Reproduce exactly the lines of the material beneath, from the line that contains "async fn login_returns_token_and_public_user(pool: PgPool)" to the line that contains "async fn deactivated_account_cannot_log_in(pool: PgPool)", both included, and no other lines.
── DATA FOR ANALYSIS
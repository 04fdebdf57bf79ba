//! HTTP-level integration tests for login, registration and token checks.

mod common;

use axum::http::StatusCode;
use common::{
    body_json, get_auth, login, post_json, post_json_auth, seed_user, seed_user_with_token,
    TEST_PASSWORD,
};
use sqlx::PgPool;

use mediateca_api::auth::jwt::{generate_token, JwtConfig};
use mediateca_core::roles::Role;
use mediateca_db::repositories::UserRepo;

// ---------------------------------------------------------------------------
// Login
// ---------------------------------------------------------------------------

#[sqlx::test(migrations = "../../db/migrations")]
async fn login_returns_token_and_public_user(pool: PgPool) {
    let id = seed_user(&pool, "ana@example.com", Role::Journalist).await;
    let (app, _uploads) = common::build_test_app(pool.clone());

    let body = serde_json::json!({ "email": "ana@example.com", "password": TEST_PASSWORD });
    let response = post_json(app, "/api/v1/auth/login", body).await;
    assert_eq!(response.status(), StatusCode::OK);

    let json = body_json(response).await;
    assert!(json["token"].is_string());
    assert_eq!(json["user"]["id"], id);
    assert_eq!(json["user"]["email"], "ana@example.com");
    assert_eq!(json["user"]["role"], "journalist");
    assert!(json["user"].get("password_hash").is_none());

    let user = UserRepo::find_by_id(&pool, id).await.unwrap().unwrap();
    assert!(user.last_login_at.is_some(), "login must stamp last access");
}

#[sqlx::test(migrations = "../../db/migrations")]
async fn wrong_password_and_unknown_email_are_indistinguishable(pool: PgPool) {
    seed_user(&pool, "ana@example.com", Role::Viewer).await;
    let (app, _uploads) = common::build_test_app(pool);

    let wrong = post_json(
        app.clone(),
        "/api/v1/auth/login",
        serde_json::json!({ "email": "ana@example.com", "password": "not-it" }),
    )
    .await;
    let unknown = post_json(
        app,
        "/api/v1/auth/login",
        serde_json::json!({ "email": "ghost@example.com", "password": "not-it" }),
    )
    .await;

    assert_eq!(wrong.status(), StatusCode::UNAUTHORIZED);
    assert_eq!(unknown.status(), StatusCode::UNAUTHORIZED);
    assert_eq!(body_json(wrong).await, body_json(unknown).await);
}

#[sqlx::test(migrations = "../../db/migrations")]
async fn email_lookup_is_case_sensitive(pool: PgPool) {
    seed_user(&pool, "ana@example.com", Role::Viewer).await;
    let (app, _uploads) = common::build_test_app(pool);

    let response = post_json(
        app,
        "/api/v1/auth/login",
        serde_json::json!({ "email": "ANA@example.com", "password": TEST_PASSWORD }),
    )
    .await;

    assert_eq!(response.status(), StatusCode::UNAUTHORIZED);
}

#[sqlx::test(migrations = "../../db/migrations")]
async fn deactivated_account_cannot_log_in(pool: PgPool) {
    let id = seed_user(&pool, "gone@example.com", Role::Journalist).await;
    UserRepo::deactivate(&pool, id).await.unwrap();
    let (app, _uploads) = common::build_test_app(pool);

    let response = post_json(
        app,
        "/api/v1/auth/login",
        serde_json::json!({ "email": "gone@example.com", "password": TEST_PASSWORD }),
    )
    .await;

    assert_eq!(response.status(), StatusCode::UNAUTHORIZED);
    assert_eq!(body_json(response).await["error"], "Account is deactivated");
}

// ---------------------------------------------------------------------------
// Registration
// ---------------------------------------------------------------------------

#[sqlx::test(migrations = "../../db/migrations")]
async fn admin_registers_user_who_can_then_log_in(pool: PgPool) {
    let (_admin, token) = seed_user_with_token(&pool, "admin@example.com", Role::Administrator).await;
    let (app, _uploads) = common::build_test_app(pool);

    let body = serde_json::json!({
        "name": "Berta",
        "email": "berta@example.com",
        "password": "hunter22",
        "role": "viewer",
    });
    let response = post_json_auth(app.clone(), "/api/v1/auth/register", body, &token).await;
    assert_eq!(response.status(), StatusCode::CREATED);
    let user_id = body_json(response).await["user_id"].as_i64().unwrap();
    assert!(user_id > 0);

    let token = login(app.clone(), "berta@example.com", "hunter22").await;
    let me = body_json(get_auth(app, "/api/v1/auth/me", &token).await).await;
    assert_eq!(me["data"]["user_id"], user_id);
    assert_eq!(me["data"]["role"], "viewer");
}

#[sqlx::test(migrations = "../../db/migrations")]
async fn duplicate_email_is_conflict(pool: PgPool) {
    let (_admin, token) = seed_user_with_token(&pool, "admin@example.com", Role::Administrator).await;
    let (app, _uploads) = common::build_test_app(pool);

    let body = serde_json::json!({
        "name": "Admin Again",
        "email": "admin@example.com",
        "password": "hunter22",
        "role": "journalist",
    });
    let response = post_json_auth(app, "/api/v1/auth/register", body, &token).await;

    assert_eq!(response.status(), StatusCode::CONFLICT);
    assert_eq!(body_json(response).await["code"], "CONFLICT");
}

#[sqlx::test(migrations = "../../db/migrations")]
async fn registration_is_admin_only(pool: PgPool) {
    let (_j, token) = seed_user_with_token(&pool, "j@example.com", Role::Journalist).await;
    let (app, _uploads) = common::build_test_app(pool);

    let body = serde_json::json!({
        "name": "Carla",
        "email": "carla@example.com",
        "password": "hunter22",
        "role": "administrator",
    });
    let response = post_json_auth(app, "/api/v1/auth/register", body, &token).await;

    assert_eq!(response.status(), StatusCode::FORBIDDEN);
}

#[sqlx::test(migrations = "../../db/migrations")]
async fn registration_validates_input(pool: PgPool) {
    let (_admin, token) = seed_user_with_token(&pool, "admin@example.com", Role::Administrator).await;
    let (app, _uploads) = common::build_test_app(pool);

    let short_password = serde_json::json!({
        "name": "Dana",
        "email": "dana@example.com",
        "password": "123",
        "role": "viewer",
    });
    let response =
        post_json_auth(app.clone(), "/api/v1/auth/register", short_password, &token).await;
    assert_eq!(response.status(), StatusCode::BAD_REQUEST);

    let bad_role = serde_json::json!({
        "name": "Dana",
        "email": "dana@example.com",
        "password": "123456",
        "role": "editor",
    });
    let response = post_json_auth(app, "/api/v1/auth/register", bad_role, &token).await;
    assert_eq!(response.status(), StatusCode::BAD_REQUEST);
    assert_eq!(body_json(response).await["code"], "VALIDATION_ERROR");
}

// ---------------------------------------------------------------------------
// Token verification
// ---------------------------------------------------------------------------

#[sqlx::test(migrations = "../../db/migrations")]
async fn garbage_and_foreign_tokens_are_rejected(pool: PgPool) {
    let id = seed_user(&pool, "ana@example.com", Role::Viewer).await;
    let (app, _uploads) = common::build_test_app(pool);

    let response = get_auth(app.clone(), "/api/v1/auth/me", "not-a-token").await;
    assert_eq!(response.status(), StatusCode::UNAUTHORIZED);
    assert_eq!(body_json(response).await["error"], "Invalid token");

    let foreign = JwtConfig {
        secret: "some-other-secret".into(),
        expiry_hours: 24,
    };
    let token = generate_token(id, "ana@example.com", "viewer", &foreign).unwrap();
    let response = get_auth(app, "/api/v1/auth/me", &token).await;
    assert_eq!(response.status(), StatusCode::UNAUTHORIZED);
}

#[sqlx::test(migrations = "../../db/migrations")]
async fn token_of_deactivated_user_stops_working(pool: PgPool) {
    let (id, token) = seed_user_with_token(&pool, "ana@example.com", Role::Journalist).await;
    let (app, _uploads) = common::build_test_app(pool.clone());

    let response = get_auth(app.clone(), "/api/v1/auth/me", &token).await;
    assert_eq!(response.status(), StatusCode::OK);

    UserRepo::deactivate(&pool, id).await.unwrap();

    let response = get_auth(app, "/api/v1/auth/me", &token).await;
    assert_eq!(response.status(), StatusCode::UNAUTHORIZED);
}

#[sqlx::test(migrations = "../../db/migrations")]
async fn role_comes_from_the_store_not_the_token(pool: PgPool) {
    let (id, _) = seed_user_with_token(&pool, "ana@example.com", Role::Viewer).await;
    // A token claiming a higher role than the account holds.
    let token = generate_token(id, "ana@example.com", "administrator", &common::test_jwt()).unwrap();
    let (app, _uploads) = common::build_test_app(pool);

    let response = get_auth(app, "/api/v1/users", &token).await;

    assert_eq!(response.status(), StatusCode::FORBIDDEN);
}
────
_RESULT OF THIS EXERCISE_
async fn login_returns_token_and_public_user(pool: PgPool) {
    let id = seed_user(&pool, "ana@example.com", Role::Journalist).await;
    let (app, _uploads) = common::build_test_app(pool.clone());

    let body = serde_json::json!({ "email": "ana@example.com", "password": TEST_PASSWORD });
    let response = post_json(app, "/api/v1/auth/login", body).await;
    assert_eq!(response.status(), StatusCode::OK);

    let json = body_json(response).await;
    assert!(json["token"].is_string());
    assert_eq!(json["user"]["id"], id);
    assert_eq!(json["user"]["email"], "ana@example.com");
    assert_eq!(json["user"]["role"], "journalist");
    assert!(json["user"].get("password_hash").is_none());

    let user = UserRepo::find_by_id(&pool, id).await.unwrap().unwrap();
    assert!(user.last_login_at.is_some(), "login must stamp last access");
}

#[sqlx::test(migrations = "../../db/migrations")]
async fn wrong_password_and_unknown_email_are_indistinguishable(pool: PgPool) {
    seed_user(&pool, "ana@example.com", Role::Viewer).await;
    let (app, _uploads) = common::build_test_app(pool);

    let wrong = post_json(
        app.clone(),
        "/api/v1/auth/login",
        serde_json::json!({ "email": "ana@example.com", "password": "not-it" }),
    )
    .await;
    let unknown = post_json(
        app,
        "/api/v1/auth/login",
        serde_json::json!({ "email": "ghost@example.com", "password": "not-it" }),
    )
    .await;

    assert_eq!(wrong.status(), StatusCode::UNAUTHORIZED);
    assert_eq!(unknown.status(), StatusCode::UNAUTHORIZED);
    assert_eq!(body_json(wrong).await, body_json(unknown).await);
}

#[sqlx::test(migrations = "../../db/migrations")]
async fn email_lookup_is_case_sensitive(pool: PgPool) {
    seed_user(&pool, "ana@example.com", Role::Viewer).await;
    let (app, _uploads) = common::build_test_app(pool);

    let response = post_json(
        app,
        "/api/v1/auth/login",
        serde_json::json!({ "email": "ANA@example.com", "password": TEST_PASSWORD }),
    )
    .await;

    assert_eq!(response.status(), StatusCode::UNAUTHORIZED);
}

#[sqlx::test(migrations = "../../db/migrations")]
async fn deactivated_account_cannot_log_in(pool: PgPool) {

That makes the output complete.